Figure 27.9: Regulation of glycolysis and gluconeogenesis. Phosphofructokinase is the key enzyme in the regulation of glycolysis, whereas fructose 1,6-bisphosphatase is the principal enzyme controlling the rate of gluconeogenesis. Note the reciprocal relation between the pathways and the signal molecules.

We now turn to the more-straightforward type 1 diabetes. In type 1 diabetes, insulin production is insufficient because of autoimmune destruction of the β cells of the pancreas. Consequently, the glucagon/insulin ratio is at higher-than-normal levels. In essence, the diabetic person is in biochemical fasting mode despite a high concentration of blood glucose.
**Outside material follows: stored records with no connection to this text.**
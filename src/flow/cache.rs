use indexmap::IndexMap;
use log::debug;

use super::types::Repository;
use crate::error::{FlowError, Result};

/// Repositories fetched for one organization.
#[derive(Debug, Clone, Default)]
struct CachedRepositories {
    repositories: Vec<Repository>,
    /// Every page has been fetched.
    complete: bool,
}

/// Repository cache keyed by organization name.
///
/// An entry is refreshed after every page while pagination runs and marked
/// complete after the last page. Complete entries are authoritative for the
/// rest of the session and are never refetched.
#[derive(Debug, Default)]
pub struct RepositoryCache {
    organizations: IndexMap<String, CachedRepositories>,
}

impl RepositoryCache {
    pub fn new() -> Self {
        Self::default()
    }

    /// Replaces the entry for `org` with the repositories gathered so far.
    pub fn update(&mut self, org: &str, repositories: &[Repository]) {
        let entry = self.organizations.entry(org.to_string()).or_default();
        entry.repositories = repositories.to_vec();
        entry.complete = false;
        debug!("Cached {} repositories for {org}", repositories.len());
    }

    pub fn mark_complete(&mut self, org: &str) {
        if let Some(entry) = self.organizations.get_mut(org) {
            entry.complete = true;
        }
    }

    #[cfg(test)]
    pub fn is_complete(&self, org: &str) -> bool {
        self.organizations
            .get(org)
            .is_some_and(|entry| entry.complete)
    }

    /// Every cached repository for `org`, complete or not.
    #[cfg(test)]
    pub fn get(&self, org: &str) -> Option<&[Repository]> {
        self.organizations
            .get(org)
            .map(|entry| entry.repositories.as_slice())
    }

    /// Fully paginated repositories for `org`; `None` while pagination is unfinished.
    pub fn get_complete(&self, org: &str) -> Option<&[Repository]> {
        self.organizations
            .get(org)
            .filter(|entry| entry.complete)
            .map(|entry| entry.repositories.as_slice())
    }

    /// Names of the repositories already scanned by an org folder, in cache
    /// order. Only a fully paginated entry can answer this.
    pub fn scanned_names(&self, org: &str) -> Result<Vec<String>> {
        let repositories = self.get_complete(org).ok_or_else(|| {
            FlowError::InvalidState(format!("repositories for {org} are not fully loaded"))
        })?;

        Ok(repositories
            .iter()
            .filter(|repo| repo.pipeline_created)
            .map(|repo| repo.name.clone())
            .collect())
    }

    pub fn len(&self) -> usize {
        self.organizations.len()
    }
}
Because insulin is deficient, the entry of glucose into adipose and muscle cells is impaired. The liver becomes stuck in a gluconeogenic and ketogenic state. The gluconeogenic state is characterized by excessive production of glucose. The excessive level of glucagon relative to that of insulin leads to a decrease in the amount of fructose 2,6-bisphosphate (F-2, 6-BP), which stimulates glycolysis and inhibits gluconeogenesis in the liver. Hence, glycolysis is inhibited and gluconeogenesis is stimulated because of the opposite effects of F-2, 6-BP on phosphofructokinase and fructose-1, 6-bisphosphatase (Section 16.4; Figure 27.9). Essentially, the cells’ response to a lack of insulin amplifies the amount of glucose in the blood. The high glucagon/insulin ratio in diabetes also promotes glycogen breakdown. Hence, an excessive amount of glucose is produced by the liver and released into the blood. Glucose is excreted in the urine (hence the name mellitus) when its concentration in the blood exceeds the reabsorptive capacity of the renal tubules. Water accompanies the excreted glucose, and so an untreated diabetic in the acute phase of the disease is hungry and thirsty.
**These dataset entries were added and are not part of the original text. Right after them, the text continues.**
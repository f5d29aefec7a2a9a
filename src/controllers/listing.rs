//! Paginated, signature-verified user listing.

use tokio::sync::watch;

use crate::client::UserApi;
use crate::error::ApiError;
use crate::types::{NewUser, Pagination, RoleFilter, StatusFilter, User, UserFilters, UserUpdate};

#[derive(Debug, Clone, PartialEq, Eq, Default)]
pub enum LoadState {
    #[default]
    Idle,
    Loading,
    Success,
    Error(String),
}

/// Drives one listing view: which page is loaded, which records survived
/// verification, and how the client-side filters narrow them.
///
/// Pagination always reflects what the server reported, so the page count
/// can promise more rows than are shown once unverifiable records are
/// dropped.
pub struct UserListing<'a, A: UserApi + ?Sized> {
    api: &'a A,
    page: u32,
    limit: u32,
    filters: UserFilters,
    state: LoadState,
    users: Vec<User>,
    pagination: Option<Pagination>,
    deleting: watch::Sender<Option<String>>,
}

impl<'a, A: UserApi + ?Sized> UserListing<'a, A> {
    pub fn new(api: &'a A, limit: u32) -> Self {
        Self {
            api,
            page: 1,
            limit: limit.max(1),
            filters: UserFilters::default(),
            state: LoadState::Idle,
            users: Vec::new(),
            pagination: None,
            deleting: watch::Sender::new(None),
        }
    }

    /// Start with `filters` already applied, without fetching.
    pub fn with_filters(mut self, filters: UserFilters) -> Self {
        self.filters = filters;
        self
    }

    pub fn page(&self) -> u32 {
        self.page
    }

    pub fn state(&self) -> &LoadState {
        &self.state
    }

    pub fn filters(&self) -> &UserFilters {
        &self.filters
    }

    pub fn pagination(&self) -> Option<&Pagination> {
        self.pagination.as_ref()
    }

    /// Records that passed verification, before client-side filtering.
    pub fn verified_users(&self) -> &[User] {
        &self.users
    }

    /// Id of the record currently being deleted.
    pub fn deleting(&self) -> Option<String> {
        self.deleting.borrow().clone()
    }

    /// Follow the in-flight delete from outside while `delete_user` holds
    /// the listing.
    pub fn subscribe_deleting(&self) -> watch::Receiver<Option<String>> {
        self.deleting.subscribe()
    }

    pub fn error(&self) -> Option<&str> {
        match &self.state {
            LoadState::Error(message) => Some(message),
            _ => None,
        }
    }

    pub fn dismiss_error(&mut self) {
        if matches!(self.state, LoadState::Error(_)) {
            self.state = LoadState::Idle;
        }
    }

    /// Verified records of the current page that match the filters.
    pub fn visible_users(&self) -> Vec<&User> {
        self.users
            .iter()
            .filter(|u| self.filters.matches(u))
            .collect()
    }

    /// Fetch the current page and keep only records that verify.
    pub async fn load_users(&mut self) {
        self.state = LoadState::Loading;

        let page = match self.api.list_users(self.page, self.limit).await {
            Ok(page) => page,
            Err(e) => {
                self.fail(e);
                return;
            }
        };

        self.users = verify_records(self.api, page.data).await;
        self.pagination = Some(page.pagination);
        self.state = LoadState::Success;

        tracing::debug!(
            page = self.page,
            shown = self.users.len(),
            total = page.pagination.total,
            "users loaded"
        );
    }

    pub async fn set_page(&mut self, page: u32) {
        self.page = page.max(1);
        self.load_users().await;
    }

    pub async fn set_search(&mut self, search: impl Into<String>) {
        self.filters.search = search.into();
        self.reset_and_reload().await;
    }

    pub async fn set_role_filter(&mut self, role: RoleFilter) {
        self.filters.role = role;
        self.reset_and_reload().await;
    }

    pub async fn set_status_filter(&mut self, status: StatusFilter) {
        self.filters.status = status;
        self.reset_and_reload().await;
    }

    async fn reset_and_reload(&mut self) {
        self.page = 1;
        self.load_users().await;
    }

    pub async fn create_user(&mut self, user: &NewUser) -> Result<User, ApiError> {
        let result = self.api.create_user(user).await;
        self.reload_after(result).await
    }

    pub async fn update_user(&mut self, id: &str, update: &UserUpdate) -> Result<User, ApiError> {
        let result = self.api.update_user(id, update).await;
        self.reload_after(result).await
    }

    /// Delete after `confirm` agrees. Returns `Ok(false)` when declined, in
    /// which case the backend is never called.
    pub async fn delete_user(
        &mut self,
        id: &str,
        confirm: impl FnOnce(&str) -> bool,
    ) -> Result<bool, ApiError> {
        if !confirm(id) {
            return Ok(false);
        }

        self.deleting.send_replace(Some(id.to_string()));
        let result = self.api.delete_user(id).await;
        self.deleting.send_replace(None);

        self.reload_after(result).await.map(|()| true)
    }

    /// The page is reloaded whatever the mutation returned; a failed mutation
    /// still ends in the error state.
    async fn reload_after<T>(&mut self, result: Result<T, ApiError>) -> Result<T, ApiError> {
        self.load_users().await;
        if let Err(e) = &result {
            self.fail(e.clone());
        }
        result
    }

    fn fail(&mut self, err: ApiError) {
        tracing::warn!(error = %err, "user listing failed");
        self.state = LoadState::Error(err.to_string());
    }
}

/// Check each record with the backend, one at a time and in order.
///
/// Records missing a hash or signature are dropped without a call; a record
/// whose check fails or errors is dropped too.
pub async fn verify_records<A: UserApi + ?Sized>(api: &A, records: Vec<User>) -> Vec<User> {
    let mut verified = Vec::with_capacity(records.len());

    for record in records {
        if !record.has_crypto_fields() {
            tracing::debug!(id = %record.id, "skipping record without signature");
            continue;
        }

        match api.verify_signature(&record.email_hash, &record.signature).await {
            Ok(true) => verified.push(record),
            Ok(false) => tracing::debug!(id = %record.id, "signature rejected"),
            Err(e) => tracing::debug!(id = %record.id, error = %e, "verification failed"),
        }
    }

    verified
}

#[cfg(test)]
mod tests {
    use std::sync::Arc;

    use tokio::sync::Notify;

    use super::*;
    use crate::controllers::fake::{user, FakeApi, Verify};
    use crate::types::{Role, Status};

    fn users(n: usize) -> Vec<User> {
        (1..=n)
            .map(|i| user(&i.to_string(), &format!("user{i}@example.com")))
            .collect()
    }

    #[tokio::test]
    async fn test_fifteen_users_two_pages() {
        let api = FakeApi::with_users(users(15));
        let mut listing = UserListing::new(&api, 10);

        listing.load_users().await;
        let p = listing.pagination().unwrap();
        assert_eq!((p.page, p.total_pages), (1, 2));
        assert_eq!(listing.visible_users().len(), 10);
        assert_eq!(listing.state(), &LoadState::Success);

        listing.set_page(2).await;
        let p = listing.pagination().unwrap();
        assert_eq!((p.page, p.total_pages), (2, 2));
        assert_eq!(listing.visible_users().len(), 5);
        assert_eq!(listing.visible_users()[0].id, "11");
    }

    #[tokio::test]
    async fn test_records_without_crypto_fields_are_hidden() {
        let mut all = users(3);
        all[0].email_hash.clear();
        all[1].signature.clear();
        let api = FakeApi::with_users(all);
        let mut listing = UserListing::new(&api, 10);

        listing.load_users().await;
        let ids: Vec<&str> = listing.visible_users().iter().map(|u| u.id.as_str()).collect();
        assert_eq!(ids, vec!["3"]);
        // no verification call for incomplete records
        assert_eq!(api.verify_calls.lock().unwrap().as_slice(), ["hash-3"]);
    }

    #[tokio::test]
    async fn test_rejected_and_failing_verifications_are_excluded() {
        let api = FakeApi::with_users(users(4))
            .verdict("2", Verify::Invalid)
            .verdict("3", Verify::Fail);
        let mut listing = UserListing::new(&api, 10);

        listing.load_users().await;
        let ids: Vec<&str> = listing.visible_users().iter().map(|u| u.id.as_str()).collect();
        assert_eq!(ids, vec!["1", "4"]);
        assert_eq!(listing.state(), &LoadState::Success);
        // total still reflects the server
        assert_eq!(listing.pagination().unwrap().total, 4);
    }

    #[tokio::test]
    async fn test_verification_runs_in_list_order() {
        let api = FakeApi::with_users(users(5)).verdict("4", Verify::Fail);
        let mut listing = UserListing::new(&api, 10);

        listing.load_users().await;
        assert_eq!(
            api.verify_calls.lock().unwrap().as_slice(),
            ["hash-1", "hash-2", "hash-3", "hash-4", "hash-5"]
        );
    }

    #[tokio::test]
    async fn test_fetch_failure_sets_error() {
        let api = FakeApi {
            fail_list: Some(ApiError::Network),
            ..FakeApi::default()
        };
        let mut listing = UserListing::new(&api, 10);

        listing.load_users().await;
        assert_eq!(
            listing.error(),
            Some("Network error: Unable to connect to server")
        );

        listing.dismiss_error();
        assert_eq!(listing.state(), &LoadState::Idle);
    }

    #[tokio::test]
    async fn test_filter_changes_reset_to_first_page() {
        let api = FakeApi::with_users(users(25));
        let mut listing = UserListing::new(&api, 10);

        listing.set_page(3).await;
        listing.set_search("user2").await;
        assert_eq!(listing.page(), 1);

        listing.set_page(2).await;
        listing.set_role_filter(RoleFilter::Admin).await;
        assert_eq!(listing.page(), 1);

        listing.set_page(2).await;
        listing.set_status_filter(StatusFilter::Inactive).await;
        assert_eq!(listing.page(), 1);

        assert_eq!(
            api.list_calls(),
            vec![(3, 10), (1, 10), (2, 10), (1, 10), (2, 10), (1, 10)]
        );
    }

    #[tokio::test]
    async fn test_filters_apply_to_current_page_only() {
        let mut all = users(12);
        all[0].role = Role::Admin;
        all[11].role = Role::Admin;
        all[2].status = Status::Inactive;
        let api = FakeApi::with_users(all);
        let mut listing = UserListing::new(&api, 10);

        listing.set_role_filter(RoleFilter::Admin).await;
        let ids: Vec<&str> = listing.visible_users().iter().map(|u| u.id.as_str()).collect();
        // user 12 is an admin too, but lives on page 2
        assert_eq!(ids, vec!["1"]);
        assert_eq!(listing.pagination().unwrap().total, 12);

        listing.set_role_filter(RoleFilter::All).await;
        listing.set_search("INACTIVE").await;
        let ids: Vec<&str> = listing.visible_users().iter().map(|u| u.id.as_str()).collect();
        assert_eq!(ids, vec!["3"]);
    }

    #[tokio::test]
    async fn test_create_and_update_reload_current_page() {
        let api = FakeApi::with_users(users(2));
        let mut listing = UserListing::new(&api, 10);
        listing.load_users().await;

        let created = listing
            .create_user(&NewUser {
                email: "new@example.com".into(),
                role: Role::Admin,
                status: Status::Active,
            })
            .await
            .unwrap();
        assert_eq!(listing.verified_users().len(), 3);

        listing
            .update_user(
                &created.id,
                &UserUpdate {
                    status: Some(Status::Inactive),
                    ..UserUpdate::default()
                },
            )
            .await
            .unwrap();
        assert_eq!(listing.verified_users()[2].status, Status::Inactive);
        assert_eq!(api.list_calls().len(), 3);
    }

    #[tokio::test]
    async fn test_delete_requires_confirmation() {
        let api = FakeApi::with_users(users(2));
        let mut listing = UserListing::new(&api, 10);

        let deleted = listing.delete_user("1", |_| false).await.unwrap();
        assert!(!deleted);
        assert!(api.delete_calls.lock().unwrap().is_empty());
        assert!(api.list_calls().is_empty());

        let deleted = listing.delete_user("1", |id| id == "1").await.unwrap();
        assert!(deleted);
        assert!(listing.deleting().is_none());
        assert_eq!(listing.verified_users().len(), 1);
    }

    #[tokio::test]
    async fn test_mutation_failure_sets_error() {
        let api = FakeApi {
            fail_mutations: Some(ApiError::Validation),
            ..FakeApi::with_users(users(1))
        };
        let mut listing = UserListing::new(&api, 10);

        let err = listing.delete_user("1", |_| true).await.unwrap_err();
        assert_eq!(err, ApiError::Validation);
        assert_eq!(listing.error(), Some("Please check your input and try again"));
        assert!(listing.deleting().is_none());
        // the page was still refreshed
        assert_eq!(api.list_calls().len(), 1);
        assert_eq!(listing.verified_users().len(), 1);
    }

    #[tokio::test]
    async fn test_deleting_reports_id_while_pending() {
        let gate = Arc::new(Notify::new());
        let api = FakeApi {
            delete_gate: Some(gate.clone()),
            ..FakeApi::with_users(users(2))
        };
        let mut listing = UserListing::new(&api, 10);
        let mut busy = listing.subscribe_deleting();

        let observe = async {
            busy.changed().await.unwrap();
            let seen = busy.borrow_and_update().clone();
            // nothing was deleted yet
            assert_eq!(api.users.lock().unwrap().len(), 2);
            gate.notify_one();
            seen
        };
        let (deleted, seen) = tokio::join!(listing.delete_user("2", |_| true), observe);

        assert!(deleted.unwrap());
        assert_eq!(seen.as_deref(), Some("2"));
        assert!(listing.deleting().is_none());
        assert_eq!(listing.verified_users().len(), 1);
    }
}
//! Short-lived memoization of backend reads.
//!
//! Callers asking for the same key while a fetch is in flight, or within the
//! TTL after it resolved, share that one fetch. Entries expire `ttl` after
//! resolution whether the fetch succeeded or failed. Expiry is checked on
//! access against the tokio clock, so no background timers are involved.

use std::collections::HashMap;
use std::future::Future;
use std::sync::{Mutex, MutexGuard, PoisonError};
use std::time::Duration;

use futures::future::{BoxFuture, FutureExt, Shared};
use tokio::time::Instant;

use crate::error::ApiError;

pub const MEMO_TTL: Duration = Duration::from_secs(5);

type Resolved<T> = (Result<T, ApiError>, Instant);
type Pending<T> = Shared<BoxFuture<'static, Resolved<T>>>;

pub struct MemoCache<T> {
    ttl: Duration,
    entries: Mutex<HashMap<String, Pending<T>>>,
}

impl<T> MemoCache<T>
where
    T: Clone + Send + Sync + 'static,
{
    pub fn new(ttl: Duration) -> Self {
        Self {
            ttl,
            entries: Mutex::new(HashMap::new()),
        }
    }

    /// Return the memoized result for `key`, running `fetch` only when no
    /// live entry exists.
    pub async fn get_or_fetch<F, Fut>(&self, key: &str, fetch: F) -> Result<T, ApiError>
    where
        F: FnOnce() -> Fut,
        Fut: Future<Output = Result<T, ApiError>> + Send + 'static,
    {
        let pending = {
            let mut entries = self.lock();
            Self::evict_expired(&mut entries, self.ttl);

            match entries.get(key) {
                Some(pending) => {
                    tracing::debug!(key, "memo hit");
                    pending.clone()
                }
                None => {
                    tracing::debug!(key, "memo miss");
                    let fut = fetch();
                    let pending = async move {
                        let result = fut.await;
                        (result, Instant::now())
                    }
                    .boxed()
                    .shared();
                    entries.insert(key.to_string(), pending.clone());
                    pending
                }
            }
        };

        pending.await.0
    }

    /// Drop every entry whose TTL has run out.
    pub fn purge_expired(&self) {
        let mut entries = self.lock();
        Self::evict_expired(&mut entries, self.ttl);
    }

    pub fn len(&self) -> usize {
        self.lock().len()
    }

    fn evict_expired(entries: &mut HashMap<String, Pending<T>>, ttl: Duration) {
        entries.retain(|key, pending| {
            let expired = pending
                .peek()
                .map(|(_, resolved_at)| resolved_at.elapsed() >= ttl)
                .unwrap_or(false);
            if expired {
                tracing::trace!(key = key.as_str(), "memo entry expired");
            }
            !expired
        });
    }

    fn lock(&self) -> MutexGuard<'_, HashMap<String, Pending<T>>> {
        self.entries.lock().unwrap_or_else(PoisonError::into_inner)
    }
}

impl<T> Default for MemoCache<T>
where
    T: Clone + Send + Sync + 'static,
{
    fn default() -> Self {
        Self::new(MEMO_TTL)
    }
}

#[cfg(test)]
mod tests {
    use std::sync::atomic::{AtomicUsize, Ordering};
    use std::sync::Arc;

    use super::*;

    fn counting_fetch(
        calls: &Arc<AtomicUsize>,
        result: Result<u32, ApiError>,
    ) -> impl FnOnce() -> BoxFuture<'static, Result<u32, ApiError>> {
        let calls = Arc::clone(calls);
        move || {
            async move {
                calls.fetch_add(1, Ordering::SeqCst);
                tokio::time::sleep(Duration::from_millis(100)).await;
                result
            }
            .boxed()
        }
    }

    #[tokio::test(start_paused = true)]
    async fn test_concurrent_calls_share_one_fetch() {
        let cache = MemoCache::<u32>::default();
        let calls = Arc::new(AtomicUsize::new(0));

        let (a, b) = tokio::join!(
            cache.get_or_fetch("stats", counting_fetch(&calls, Ok(7))),
            cache.get_or_fetch("stats", counting_fetch(&calls, Ok(8))),
        );

        assert_eq!(a, Ok(7));
        assert_eq!(b, Ok(7));
        assert_eq!(calls.load(Ordering::SeqCst), 1);
    }

    #[tokio::test(start_paused = true)]
    async fn test_repeat_within_window_is_memoized() {
        let cache = MemoCache::<u32>::default();
        let calls = Arc::new(AtomicUsize::new(0));

        assert_eq!(cache.get_or_fetch("stats", counting_fetch(&calls, Ok(1))).await, Ok(1));
        tokio::time::advance(Duration::from_secs(4)).await;
        assert_eq!(cache.get_or_fetch("stats", counting_fetch(&calls, Ok(2))).await, Ok(1));
        assert_eq!(calls.load(Ordering::SeqCst), 1);
    }

    #[tokio::test(start_paused = true)]
    async fn test_entry_expires_after_ttl() {
        let cache = MemoCache::<u32>::default();
        let calls = Arc::new(AtomicUsize::new(0));

        cache.get_or_fetch("stats", counting_fetch(&calls, Ok(1))).await.unwrap();
        tokio::time::advance(MEMO_TTL).await;
        assert_eq!(cache.get_or_fetch("stats", counting_fetch(&calls, Ok(2))).await, Ok(2));
        assert_eq!(calls.load(Ordering::SeqCst), 2);
    }

    #[tokio::test(start_paused = true)]
    async fn test_failures_are_memoized_then_evicted() {
        let cache = MemoCache::<u32>::default();
        let calls = Arc::new(AtomicUsize::new(0));

        let first = cache
            .get_or_fetch("chart:7", counting_fetch(&calls, Err(ApiError::Server)))
            .await;
        let second = cache
            .get_or_fetch("chart:7", counting_fetch(&calls, Ok(3)))
            .await;
        assert_eq!(first, Err(ApiError::Server));
        assert_eq!(second, Err(ApiError::Server));
        assert_eq!(calls.load(Ordering::SeqCst), 1);

        tokio::time::advance(MEMO_TTL).await;
        cache.purge_expired();
        assert_eq!(cache.len(), 0);
    }

    #[tokio::test(start_paused = true)]
    async fn test_keys_are_independent() {
        let cache = MemoCache::<u32>::default();
        let calls = Arc::new(AtomicUsize::new(0));

        cache.get_or_fetch("chart:7", counting_fetch(&calls, Ok(7))).await.unwrap();
        let thirty = cache
            .get_or_fetch("chart:30", counting_fetch(&calls, Ok(30)))
            .await;
        assert_eq!(thirty, Ok(30));
        assert_eq!(calls.load(Ordering::SeqCst), 2);
    }
}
Because carbohydrate utilization is impaired, a lack of insulin leads to the uncontrolled breakdown of lipids and proteins, resulting in the ketogenic state. Large amounts of acetyl CoA are then produced by β oxidation. However, much of the acetyl CoA cannot enter the citric acid cycle, because there is insufficient oxaloacetate for the condensation step. Recall that mammals can synthesize oxaloacetate from pyruvate, a product of glycolysis, but not from acetyl CoA; instead, they generate ketone bodies (Section 22.3). A striking feature of diabetes is the shift in fuel usage from carbohydrates to fats; glucose, more abundant than ever, is spurned. In high concentrations, ketone bodies overwhelm the kidney’s capacity to maintain acid–base balance. The untreated diabetic can go into a coma because of a lowered blood-pH level and dehydration. Interestingly, diabetic ketosis is rarely a problem in type 2 diabetes because insulin is active enough to prevent excessive lipolysis in liver and adipose tissue.

What is the treatment for type 1 diabetes? Many of the behaviors recommended for type 2 diabetes apply to type 1: watching calories, exercising, and eating a healthy diet. Likewise, blood-glucose levels must be monitored. Insulin treatments are required for survival.